I’ve always seen RSS (and atom and all these other feed systems) as a mixed blessing. While things like bloglines have definitely saved me a huge amount of time, I never liked the fact that RSS feeds don’t reflect the formatting of the original content.
Take for example “any”:http://www.mtwebb.com of “my”:http://www.electricrelxation.com “friends'”:http://thewayofche.blogspot.com “sites”:http://www.johnvey.com . While it’s nice to be alerted of updated content on their site in a uniform and automated and consistent way, using an RSS reader also prevents me from seeing all the work they’ve put in to make their sites look nice. The same problem also presents itself for more _commercial_ sites, i.e. ones that want to show you ads along with their content.
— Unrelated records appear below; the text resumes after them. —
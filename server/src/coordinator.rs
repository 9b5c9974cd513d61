//! Process-wide owner of all games
//!
//! Every command takes the one registry lock for its whole effect, mailbox
//! enqueues included. Nothing awaits while the lock is held apart from
//! acquiring it.

use crate::error::{GameError, InvariantViolation};
use crate::mailbox::Mailbox;
use crate::registry::{Registry, Seat};
use log::{debug, error, info};
use shared::ClientCommand;
use tokio::sync::Mutex;

#[derive(Debug)]
pub struct Coordinator {
    registry: Mutex<Registry>,
}

impl Coordinator {
    pub fn new(registry: Registry) -> Self {
        Self {
            registry: Mutex::new(registry),
        }
    }

    /// Runs one decoded command from a connection.
    ///
    /// `seat` is the connection's own state: empty until a join or new game
    /// succeeds, then fixed for the life of the connection.
    pub async fn handle(&self, seat: &mut Option<Seat>, mailbox: &Mailbox, command: ClientCommand) {
        let mut registry = self.registry.lock().await;

        if let Some(current) = seat.as_ref() {
            let outcome = registry.dispatch(current, command);
            Self::enforce(outcome);
            return;
        }

        *seat = match command {
            ClientCommand::NewGame { name } => {
                Self::seat_or_reply(registry.new_game(&name, mailbox), mailbox)
            }
            ClientCommand::Join { code, name } => {
                Self::seat_or_reply(registry.join(&code, &name, mailbox), mailbox)
            }
            command => {
                debug!("Dropping {:?} from a connection without a game", command.tag());
                None
            }
        };
    }

    /// Clears the connection's seat, if it ever had one
    pub async fn disconnect(&self, seat: Option<Seat>) {
        let Some(seat) = seat else {
            return;
        };
        let mut registry = self.registry.lock().await;
        let outcome = registry.disconnect(&seat);
        Self::enforce(outcome);
    }

    /// Number of live games
    pub async fn games(&self) -> usize {
        self.registry.lock().await.len()
    }

    /// Roster size of a live game
    pub async fn players_in(&self, code: &str) -> Option<usize> {
        self.registry.lock().await.session(code).map(|s| s.len())
    }

    fn seat_or_reply(outcome: Result<Seat, GameError>, mailbox: &Mailbox) -> Option<Seat> {
        match outcome {
            Ok(seat) => Some(seat),
            Err(err) => {
                info!("Refused: {}", err);
                if let Some(reply) = err.reply() {
                    mailbox.deliver(reply);
                }
                None
            }
        }
    }

    /// A broken game invariant means the shared state can't be trusted
    fn enforce(outcome: Result<(), InvariantViolation>) {
        if let Err(violation) = outcome {
            error!("Invariant violated: {}", violation);
            log::logger().flush();
            std::process::abort();
        }
    }
}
Sure they can embed ads into their feeds, but that usually just looks really lame. The typical approach is just to syndicate excerpts of articles, forcing readers to click on a link and view full content in a browser window so that they can get ad impressions.
It seems like you could do better. I tend to imagine the ideal world in terms of a UI. At first, I thought, why not just have a sidebar with bookmarks to your subscribed sites, and when you click on one, the site loads in the content window. Then I thought of a slightly more elaborate version: it still looks like a browser, but it has a three column view. On the left most, you have a list of ‘feeds’. When you click on a feed, you get a listing of new entries in that feed in the middle column. If you click on an entry in the middle column, you get an embeded browser in the right column showing you the actual content.
Actually, the middle column could be a browser too. Sites should be allowed to control what their feeds look like when viewed. The left most column should still each feed with the number of updated entries since last viewing.
Maybe it can be done as a web app. I supposed I might give it a try at some point. It’d just be a better bloglines.